■ Supplied material
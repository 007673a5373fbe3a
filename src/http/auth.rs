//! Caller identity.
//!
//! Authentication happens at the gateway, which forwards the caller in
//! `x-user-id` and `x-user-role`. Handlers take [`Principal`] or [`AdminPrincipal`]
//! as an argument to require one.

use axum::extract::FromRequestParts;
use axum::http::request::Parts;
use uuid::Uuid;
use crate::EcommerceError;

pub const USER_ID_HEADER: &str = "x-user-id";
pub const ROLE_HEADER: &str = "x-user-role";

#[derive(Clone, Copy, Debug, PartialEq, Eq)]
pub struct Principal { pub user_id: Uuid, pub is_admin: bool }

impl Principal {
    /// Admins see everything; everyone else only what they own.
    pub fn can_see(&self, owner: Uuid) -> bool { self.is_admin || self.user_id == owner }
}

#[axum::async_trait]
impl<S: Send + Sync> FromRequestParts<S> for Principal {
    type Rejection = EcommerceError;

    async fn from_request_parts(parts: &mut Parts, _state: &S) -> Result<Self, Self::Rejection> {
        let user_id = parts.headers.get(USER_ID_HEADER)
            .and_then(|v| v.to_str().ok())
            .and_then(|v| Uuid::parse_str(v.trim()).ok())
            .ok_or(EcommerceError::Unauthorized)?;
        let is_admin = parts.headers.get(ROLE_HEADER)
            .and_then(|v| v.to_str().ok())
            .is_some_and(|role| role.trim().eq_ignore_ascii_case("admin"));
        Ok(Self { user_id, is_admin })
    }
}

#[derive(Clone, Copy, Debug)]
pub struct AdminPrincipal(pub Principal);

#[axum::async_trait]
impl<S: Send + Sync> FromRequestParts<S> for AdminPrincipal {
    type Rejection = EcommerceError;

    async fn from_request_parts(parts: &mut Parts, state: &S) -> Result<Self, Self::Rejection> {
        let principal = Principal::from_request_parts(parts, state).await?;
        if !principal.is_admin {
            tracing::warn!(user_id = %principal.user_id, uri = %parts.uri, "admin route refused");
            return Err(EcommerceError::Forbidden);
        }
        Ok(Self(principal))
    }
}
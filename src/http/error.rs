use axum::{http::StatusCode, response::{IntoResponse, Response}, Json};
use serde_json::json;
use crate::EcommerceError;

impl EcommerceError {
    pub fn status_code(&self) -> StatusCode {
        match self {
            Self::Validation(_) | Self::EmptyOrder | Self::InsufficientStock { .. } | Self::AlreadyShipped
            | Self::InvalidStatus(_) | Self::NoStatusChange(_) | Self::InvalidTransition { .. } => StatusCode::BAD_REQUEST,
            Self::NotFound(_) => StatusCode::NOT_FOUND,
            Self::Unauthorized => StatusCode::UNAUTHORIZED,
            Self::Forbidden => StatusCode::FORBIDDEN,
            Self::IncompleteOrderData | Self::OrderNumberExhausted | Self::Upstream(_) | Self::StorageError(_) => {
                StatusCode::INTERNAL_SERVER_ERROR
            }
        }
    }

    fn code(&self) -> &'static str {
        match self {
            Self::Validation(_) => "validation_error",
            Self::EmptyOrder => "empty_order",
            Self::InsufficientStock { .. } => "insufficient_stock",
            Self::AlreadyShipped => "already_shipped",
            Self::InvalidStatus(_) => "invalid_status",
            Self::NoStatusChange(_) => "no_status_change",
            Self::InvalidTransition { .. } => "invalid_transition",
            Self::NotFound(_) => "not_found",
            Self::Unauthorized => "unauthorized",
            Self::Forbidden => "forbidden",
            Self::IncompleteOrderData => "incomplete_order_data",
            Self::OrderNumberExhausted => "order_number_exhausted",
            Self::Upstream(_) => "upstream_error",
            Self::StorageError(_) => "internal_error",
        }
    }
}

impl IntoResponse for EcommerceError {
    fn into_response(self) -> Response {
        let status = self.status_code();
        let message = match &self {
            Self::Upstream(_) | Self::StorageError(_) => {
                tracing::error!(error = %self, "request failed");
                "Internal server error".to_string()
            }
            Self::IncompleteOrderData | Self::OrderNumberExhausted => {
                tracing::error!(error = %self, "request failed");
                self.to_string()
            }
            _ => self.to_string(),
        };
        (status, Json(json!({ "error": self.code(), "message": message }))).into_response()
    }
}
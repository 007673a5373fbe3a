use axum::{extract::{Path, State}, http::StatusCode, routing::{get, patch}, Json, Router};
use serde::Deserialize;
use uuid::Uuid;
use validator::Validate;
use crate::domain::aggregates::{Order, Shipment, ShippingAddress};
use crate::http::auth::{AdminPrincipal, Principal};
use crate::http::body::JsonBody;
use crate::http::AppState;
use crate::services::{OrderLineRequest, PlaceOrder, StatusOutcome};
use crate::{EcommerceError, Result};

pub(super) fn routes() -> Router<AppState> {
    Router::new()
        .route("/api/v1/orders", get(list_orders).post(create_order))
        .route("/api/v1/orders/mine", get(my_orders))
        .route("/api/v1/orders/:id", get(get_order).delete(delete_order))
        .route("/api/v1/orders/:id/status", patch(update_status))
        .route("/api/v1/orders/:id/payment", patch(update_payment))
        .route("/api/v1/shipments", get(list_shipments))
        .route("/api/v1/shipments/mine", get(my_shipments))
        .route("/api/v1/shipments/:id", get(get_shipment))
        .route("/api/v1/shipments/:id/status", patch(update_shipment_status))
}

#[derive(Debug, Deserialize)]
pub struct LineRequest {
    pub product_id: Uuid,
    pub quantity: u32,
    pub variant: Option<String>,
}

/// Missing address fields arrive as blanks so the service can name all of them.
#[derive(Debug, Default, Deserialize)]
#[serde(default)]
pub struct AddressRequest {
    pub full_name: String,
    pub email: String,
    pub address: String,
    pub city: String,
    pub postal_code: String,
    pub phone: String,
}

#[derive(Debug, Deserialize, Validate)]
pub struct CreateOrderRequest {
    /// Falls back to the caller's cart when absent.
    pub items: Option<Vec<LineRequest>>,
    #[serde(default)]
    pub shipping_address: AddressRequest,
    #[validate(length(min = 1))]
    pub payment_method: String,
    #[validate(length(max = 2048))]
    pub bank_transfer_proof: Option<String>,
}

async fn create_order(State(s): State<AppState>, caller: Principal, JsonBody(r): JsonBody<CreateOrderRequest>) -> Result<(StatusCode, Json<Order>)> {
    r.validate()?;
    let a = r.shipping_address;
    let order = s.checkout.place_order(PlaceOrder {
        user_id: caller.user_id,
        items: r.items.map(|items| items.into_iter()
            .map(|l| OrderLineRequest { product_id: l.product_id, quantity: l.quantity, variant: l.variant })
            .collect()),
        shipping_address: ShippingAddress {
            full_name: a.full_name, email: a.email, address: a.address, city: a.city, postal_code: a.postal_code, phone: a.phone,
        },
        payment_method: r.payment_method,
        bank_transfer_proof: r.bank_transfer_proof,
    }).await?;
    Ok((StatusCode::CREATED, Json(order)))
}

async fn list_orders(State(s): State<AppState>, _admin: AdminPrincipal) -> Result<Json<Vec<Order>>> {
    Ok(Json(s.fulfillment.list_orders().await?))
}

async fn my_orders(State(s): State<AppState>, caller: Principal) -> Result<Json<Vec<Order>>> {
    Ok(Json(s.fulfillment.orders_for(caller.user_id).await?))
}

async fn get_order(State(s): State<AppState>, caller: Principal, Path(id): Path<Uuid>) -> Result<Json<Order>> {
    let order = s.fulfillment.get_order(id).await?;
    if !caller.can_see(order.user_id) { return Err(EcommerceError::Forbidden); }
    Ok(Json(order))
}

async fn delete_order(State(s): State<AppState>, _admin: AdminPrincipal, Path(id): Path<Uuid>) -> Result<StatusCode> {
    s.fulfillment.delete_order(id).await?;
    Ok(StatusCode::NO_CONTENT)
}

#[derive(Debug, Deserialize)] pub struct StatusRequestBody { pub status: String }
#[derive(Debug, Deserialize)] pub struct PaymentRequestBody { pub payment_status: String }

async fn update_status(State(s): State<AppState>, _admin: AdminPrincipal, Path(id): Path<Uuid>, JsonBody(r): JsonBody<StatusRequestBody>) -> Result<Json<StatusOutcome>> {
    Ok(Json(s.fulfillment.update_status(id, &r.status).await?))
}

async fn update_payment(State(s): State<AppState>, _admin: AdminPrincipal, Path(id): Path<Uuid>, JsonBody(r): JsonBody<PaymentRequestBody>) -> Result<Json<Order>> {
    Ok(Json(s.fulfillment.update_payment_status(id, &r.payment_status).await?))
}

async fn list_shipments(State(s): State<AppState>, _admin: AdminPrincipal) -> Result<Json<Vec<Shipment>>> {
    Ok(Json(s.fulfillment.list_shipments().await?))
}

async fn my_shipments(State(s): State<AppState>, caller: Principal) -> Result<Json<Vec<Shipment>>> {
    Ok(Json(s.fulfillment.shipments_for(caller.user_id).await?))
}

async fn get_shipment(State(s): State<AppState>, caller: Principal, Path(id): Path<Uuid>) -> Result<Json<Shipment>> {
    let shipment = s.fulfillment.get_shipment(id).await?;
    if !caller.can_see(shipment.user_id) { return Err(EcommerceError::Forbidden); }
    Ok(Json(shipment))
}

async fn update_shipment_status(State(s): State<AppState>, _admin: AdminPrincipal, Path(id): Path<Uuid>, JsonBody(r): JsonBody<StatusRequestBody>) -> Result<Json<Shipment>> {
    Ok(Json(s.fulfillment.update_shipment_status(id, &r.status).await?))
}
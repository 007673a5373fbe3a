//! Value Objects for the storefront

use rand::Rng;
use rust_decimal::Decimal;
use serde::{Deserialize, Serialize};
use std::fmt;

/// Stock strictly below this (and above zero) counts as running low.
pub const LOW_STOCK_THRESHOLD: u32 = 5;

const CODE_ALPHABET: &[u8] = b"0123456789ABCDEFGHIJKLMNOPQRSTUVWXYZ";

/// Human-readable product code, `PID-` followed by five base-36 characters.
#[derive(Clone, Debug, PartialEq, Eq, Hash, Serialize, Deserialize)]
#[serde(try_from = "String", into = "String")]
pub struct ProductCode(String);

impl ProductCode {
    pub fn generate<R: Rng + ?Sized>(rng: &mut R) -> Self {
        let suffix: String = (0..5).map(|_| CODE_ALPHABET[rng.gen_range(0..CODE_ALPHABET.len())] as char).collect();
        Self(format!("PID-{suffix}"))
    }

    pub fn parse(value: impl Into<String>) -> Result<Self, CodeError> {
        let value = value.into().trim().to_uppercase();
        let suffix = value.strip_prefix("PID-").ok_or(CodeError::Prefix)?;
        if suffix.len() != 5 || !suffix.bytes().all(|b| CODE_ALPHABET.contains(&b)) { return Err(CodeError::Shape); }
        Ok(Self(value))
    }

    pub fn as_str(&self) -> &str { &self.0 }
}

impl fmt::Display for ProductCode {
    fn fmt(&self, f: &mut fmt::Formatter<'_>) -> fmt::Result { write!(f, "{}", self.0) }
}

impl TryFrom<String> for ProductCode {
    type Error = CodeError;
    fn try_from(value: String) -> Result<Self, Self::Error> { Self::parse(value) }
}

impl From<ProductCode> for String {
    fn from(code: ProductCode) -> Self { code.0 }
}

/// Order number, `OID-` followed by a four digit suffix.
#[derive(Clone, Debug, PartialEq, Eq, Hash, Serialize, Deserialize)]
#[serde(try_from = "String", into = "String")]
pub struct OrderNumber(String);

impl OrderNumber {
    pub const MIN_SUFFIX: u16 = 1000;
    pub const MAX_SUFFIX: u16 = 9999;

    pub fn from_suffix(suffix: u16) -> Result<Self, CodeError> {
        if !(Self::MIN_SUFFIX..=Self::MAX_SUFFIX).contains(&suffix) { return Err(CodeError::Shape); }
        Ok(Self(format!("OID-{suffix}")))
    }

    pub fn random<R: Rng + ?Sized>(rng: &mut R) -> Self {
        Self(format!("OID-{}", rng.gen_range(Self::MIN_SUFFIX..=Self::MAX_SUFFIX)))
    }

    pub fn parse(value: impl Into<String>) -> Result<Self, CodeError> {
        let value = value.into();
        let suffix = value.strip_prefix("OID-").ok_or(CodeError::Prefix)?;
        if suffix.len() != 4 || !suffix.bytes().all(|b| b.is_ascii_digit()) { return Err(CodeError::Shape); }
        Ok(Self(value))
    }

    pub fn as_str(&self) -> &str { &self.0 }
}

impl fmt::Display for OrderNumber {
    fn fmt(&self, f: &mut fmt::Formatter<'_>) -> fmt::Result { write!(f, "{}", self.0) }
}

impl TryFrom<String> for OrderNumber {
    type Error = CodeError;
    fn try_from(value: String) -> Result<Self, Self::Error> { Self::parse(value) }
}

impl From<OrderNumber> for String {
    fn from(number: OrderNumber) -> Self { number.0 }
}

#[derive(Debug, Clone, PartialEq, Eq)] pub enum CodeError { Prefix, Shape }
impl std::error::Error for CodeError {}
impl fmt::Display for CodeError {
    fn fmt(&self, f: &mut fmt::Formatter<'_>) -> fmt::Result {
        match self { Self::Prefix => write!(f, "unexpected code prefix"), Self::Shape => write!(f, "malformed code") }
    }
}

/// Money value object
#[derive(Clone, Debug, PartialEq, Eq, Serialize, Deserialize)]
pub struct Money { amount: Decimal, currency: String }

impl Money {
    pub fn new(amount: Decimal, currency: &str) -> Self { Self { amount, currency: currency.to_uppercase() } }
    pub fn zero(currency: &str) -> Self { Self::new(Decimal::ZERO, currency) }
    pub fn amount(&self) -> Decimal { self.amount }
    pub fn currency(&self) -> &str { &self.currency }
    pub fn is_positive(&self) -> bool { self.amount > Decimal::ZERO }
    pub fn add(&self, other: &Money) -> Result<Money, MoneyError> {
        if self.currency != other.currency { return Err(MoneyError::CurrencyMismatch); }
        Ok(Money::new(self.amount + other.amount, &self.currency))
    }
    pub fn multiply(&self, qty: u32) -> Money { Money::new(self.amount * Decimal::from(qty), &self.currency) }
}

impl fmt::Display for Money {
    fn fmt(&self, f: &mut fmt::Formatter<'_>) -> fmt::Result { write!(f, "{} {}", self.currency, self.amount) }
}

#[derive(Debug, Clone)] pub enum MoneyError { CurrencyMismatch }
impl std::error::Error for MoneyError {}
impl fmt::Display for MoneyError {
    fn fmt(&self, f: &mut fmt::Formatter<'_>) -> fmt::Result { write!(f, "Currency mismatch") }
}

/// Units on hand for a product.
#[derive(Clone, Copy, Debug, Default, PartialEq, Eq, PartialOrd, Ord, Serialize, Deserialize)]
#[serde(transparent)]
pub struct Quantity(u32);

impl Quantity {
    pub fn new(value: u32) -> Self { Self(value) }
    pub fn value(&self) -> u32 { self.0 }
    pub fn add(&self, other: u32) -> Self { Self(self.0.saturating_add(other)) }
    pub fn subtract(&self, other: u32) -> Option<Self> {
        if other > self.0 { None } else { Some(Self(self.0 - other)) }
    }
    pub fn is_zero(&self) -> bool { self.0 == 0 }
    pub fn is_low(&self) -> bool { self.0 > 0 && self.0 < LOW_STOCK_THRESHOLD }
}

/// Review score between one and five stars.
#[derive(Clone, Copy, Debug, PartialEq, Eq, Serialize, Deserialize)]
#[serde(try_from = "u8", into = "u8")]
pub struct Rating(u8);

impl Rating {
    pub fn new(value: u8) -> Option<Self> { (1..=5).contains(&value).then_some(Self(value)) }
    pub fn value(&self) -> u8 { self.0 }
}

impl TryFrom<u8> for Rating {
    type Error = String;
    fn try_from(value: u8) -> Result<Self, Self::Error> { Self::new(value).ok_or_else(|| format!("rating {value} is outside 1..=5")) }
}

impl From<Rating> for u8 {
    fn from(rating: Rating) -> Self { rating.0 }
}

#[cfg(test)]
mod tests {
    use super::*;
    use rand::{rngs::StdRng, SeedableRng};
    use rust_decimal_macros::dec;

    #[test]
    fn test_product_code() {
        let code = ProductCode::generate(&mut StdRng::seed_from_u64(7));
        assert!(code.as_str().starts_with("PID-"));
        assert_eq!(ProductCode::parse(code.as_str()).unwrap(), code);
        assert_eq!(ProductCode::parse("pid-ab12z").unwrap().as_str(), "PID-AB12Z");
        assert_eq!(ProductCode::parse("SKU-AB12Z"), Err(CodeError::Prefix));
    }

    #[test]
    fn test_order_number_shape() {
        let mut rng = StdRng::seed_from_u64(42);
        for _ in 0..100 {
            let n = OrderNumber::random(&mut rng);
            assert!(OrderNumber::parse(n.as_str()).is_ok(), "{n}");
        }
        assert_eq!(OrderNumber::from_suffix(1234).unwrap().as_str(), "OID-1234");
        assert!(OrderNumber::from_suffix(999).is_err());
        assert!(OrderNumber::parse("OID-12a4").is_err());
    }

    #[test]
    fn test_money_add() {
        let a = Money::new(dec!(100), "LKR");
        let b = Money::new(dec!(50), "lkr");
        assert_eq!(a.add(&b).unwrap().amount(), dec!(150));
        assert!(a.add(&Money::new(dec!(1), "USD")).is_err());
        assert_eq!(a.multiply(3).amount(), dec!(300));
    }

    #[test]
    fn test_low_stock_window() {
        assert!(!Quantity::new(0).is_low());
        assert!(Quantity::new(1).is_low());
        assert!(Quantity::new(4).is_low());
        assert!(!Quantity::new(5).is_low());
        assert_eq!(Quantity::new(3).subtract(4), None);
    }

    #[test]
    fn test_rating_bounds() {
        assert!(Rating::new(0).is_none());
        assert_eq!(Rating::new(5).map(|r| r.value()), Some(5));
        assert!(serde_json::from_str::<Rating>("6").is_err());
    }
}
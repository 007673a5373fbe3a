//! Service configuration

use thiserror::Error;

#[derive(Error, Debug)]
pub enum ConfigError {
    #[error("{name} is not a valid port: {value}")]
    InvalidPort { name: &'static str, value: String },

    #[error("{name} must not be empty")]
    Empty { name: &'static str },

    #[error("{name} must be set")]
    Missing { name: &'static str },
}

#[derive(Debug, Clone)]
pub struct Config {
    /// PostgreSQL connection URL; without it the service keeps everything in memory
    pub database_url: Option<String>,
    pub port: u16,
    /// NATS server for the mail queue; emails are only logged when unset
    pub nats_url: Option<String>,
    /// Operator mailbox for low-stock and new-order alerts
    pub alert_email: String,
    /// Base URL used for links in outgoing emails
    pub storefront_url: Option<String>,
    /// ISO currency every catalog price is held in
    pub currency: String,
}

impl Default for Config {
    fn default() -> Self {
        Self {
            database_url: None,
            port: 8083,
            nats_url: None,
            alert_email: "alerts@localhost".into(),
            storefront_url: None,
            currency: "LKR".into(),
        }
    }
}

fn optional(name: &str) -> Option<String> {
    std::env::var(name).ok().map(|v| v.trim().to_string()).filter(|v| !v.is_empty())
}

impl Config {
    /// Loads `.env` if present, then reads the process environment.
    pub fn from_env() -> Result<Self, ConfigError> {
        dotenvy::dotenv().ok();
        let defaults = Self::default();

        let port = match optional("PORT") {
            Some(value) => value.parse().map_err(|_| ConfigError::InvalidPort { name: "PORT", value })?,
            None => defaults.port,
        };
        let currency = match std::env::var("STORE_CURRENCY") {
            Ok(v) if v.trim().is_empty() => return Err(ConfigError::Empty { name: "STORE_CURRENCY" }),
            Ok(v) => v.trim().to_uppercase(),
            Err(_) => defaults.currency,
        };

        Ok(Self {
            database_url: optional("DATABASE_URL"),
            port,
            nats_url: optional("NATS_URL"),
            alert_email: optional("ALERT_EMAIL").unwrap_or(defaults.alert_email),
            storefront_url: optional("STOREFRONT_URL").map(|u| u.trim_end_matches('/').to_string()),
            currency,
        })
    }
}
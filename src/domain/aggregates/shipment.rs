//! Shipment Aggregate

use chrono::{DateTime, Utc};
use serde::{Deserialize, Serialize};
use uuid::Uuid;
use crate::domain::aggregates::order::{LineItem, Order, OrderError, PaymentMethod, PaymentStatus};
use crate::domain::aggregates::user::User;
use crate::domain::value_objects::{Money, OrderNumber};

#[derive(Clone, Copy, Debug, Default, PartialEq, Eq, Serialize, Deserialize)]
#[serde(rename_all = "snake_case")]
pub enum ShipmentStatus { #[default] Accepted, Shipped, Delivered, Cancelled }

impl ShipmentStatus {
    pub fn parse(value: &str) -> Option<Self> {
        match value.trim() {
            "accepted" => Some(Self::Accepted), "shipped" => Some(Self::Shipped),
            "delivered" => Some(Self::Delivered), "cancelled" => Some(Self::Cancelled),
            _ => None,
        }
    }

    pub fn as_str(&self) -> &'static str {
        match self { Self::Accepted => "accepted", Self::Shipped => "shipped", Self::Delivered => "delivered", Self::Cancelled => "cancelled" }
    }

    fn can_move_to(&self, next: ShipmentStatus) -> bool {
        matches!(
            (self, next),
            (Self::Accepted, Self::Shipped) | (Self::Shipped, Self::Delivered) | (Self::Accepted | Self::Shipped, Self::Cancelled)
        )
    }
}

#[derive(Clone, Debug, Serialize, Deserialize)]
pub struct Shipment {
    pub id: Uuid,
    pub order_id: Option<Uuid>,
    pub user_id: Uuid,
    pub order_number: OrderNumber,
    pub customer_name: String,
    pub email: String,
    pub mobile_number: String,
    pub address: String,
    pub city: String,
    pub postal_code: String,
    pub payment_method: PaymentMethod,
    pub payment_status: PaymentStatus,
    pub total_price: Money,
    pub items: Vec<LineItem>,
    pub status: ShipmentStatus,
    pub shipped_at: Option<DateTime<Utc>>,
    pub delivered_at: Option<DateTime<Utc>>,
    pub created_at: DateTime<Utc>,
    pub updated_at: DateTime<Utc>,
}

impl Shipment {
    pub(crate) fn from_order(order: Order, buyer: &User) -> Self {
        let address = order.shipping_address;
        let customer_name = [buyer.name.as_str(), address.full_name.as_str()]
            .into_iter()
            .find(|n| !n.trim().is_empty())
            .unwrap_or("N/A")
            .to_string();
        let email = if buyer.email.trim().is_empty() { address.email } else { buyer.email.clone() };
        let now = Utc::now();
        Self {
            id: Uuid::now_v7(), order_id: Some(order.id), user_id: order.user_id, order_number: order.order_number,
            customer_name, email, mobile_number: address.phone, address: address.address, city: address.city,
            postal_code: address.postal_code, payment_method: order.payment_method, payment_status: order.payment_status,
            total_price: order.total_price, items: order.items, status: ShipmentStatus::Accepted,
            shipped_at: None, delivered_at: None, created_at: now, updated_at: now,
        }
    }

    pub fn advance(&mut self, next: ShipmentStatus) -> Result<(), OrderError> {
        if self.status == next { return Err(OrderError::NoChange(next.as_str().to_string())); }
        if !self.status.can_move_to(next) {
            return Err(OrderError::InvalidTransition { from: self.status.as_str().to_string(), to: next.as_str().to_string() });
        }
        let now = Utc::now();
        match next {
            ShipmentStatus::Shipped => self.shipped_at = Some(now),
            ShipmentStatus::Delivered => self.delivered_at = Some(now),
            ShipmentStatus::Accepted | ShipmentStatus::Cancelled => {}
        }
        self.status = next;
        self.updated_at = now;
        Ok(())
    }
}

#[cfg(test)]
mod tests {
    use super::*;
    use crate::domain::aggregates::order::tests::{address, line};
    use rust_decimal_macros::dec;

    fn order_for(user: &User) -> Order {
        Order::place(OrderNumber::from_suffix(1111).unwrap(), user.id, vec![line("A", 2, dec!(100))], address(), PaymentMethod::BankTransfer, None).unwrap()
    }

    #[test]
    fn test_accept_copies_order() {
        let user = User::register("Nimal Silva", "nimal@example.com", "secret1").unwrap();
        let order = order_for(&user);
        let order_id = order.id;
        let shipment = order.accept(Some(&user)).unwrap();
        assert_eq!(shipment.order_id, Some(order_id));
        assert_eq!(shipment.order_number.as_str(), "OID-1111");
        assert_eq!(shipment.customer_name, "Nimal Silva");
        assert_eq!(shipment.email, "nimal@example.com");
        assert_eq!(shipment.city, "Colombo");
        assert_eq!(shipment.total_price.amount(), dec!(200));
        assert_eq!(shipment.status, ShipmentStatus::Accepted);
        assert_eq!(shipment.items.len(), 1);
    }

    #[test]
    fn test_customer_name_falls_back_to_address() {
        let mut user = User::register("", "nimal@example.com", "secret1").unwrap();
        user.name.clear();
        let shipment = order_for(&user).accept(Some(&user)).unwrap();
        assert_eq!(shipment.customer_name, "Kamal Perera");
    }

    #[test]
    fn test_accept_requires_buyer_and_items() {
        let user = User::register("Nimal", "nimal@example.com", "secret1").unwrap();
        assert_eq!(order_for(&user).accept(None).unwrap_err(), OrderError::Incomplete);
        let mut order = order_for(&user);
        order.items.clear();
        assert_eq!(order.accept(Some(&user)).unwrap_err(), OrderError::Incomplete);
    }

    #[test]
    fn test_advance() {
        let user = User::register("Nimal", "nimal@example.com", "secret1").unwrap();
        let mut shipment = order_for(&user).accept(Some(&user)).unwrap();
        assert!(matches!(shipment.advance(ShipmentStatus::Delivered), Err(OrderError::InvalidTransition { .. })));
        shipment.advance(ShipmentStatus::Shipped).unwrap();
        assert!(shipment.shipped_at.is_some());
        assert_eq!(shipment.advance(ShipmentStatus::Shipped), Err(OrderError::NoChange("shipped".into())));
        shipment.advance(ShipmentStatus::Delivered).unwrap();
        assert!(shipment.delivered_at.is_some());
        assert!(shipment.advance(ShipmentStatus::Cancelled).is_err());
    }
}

■ Your objective
Within the material above, copy exactly the lines from the line that holds "assert!(Quantity::new(4).is_low());" up to and including the line that holds "#[derive(Error, Debug)]".

■ Exercise answer
        assert!(Quantity::new(4).is_low());
        assert!(!Quantity::new(5).is_low());
        assert_eq!(Quantity::new(3).subtract(4), None);
    }

    #[test]
    fn test_rating_bounds() {
        assert!(Rating::new(0).is_none());
        assert_eq!(Rating::new(5).map(|r| r.value()), Some(5));
        assert!(serde_json::from_str::<Rating>("6").is_err());
    }
}
repository 007673a5373fbe3a
//! Service configuration

use thiserror::Error;

#[derive(Error, Debug)]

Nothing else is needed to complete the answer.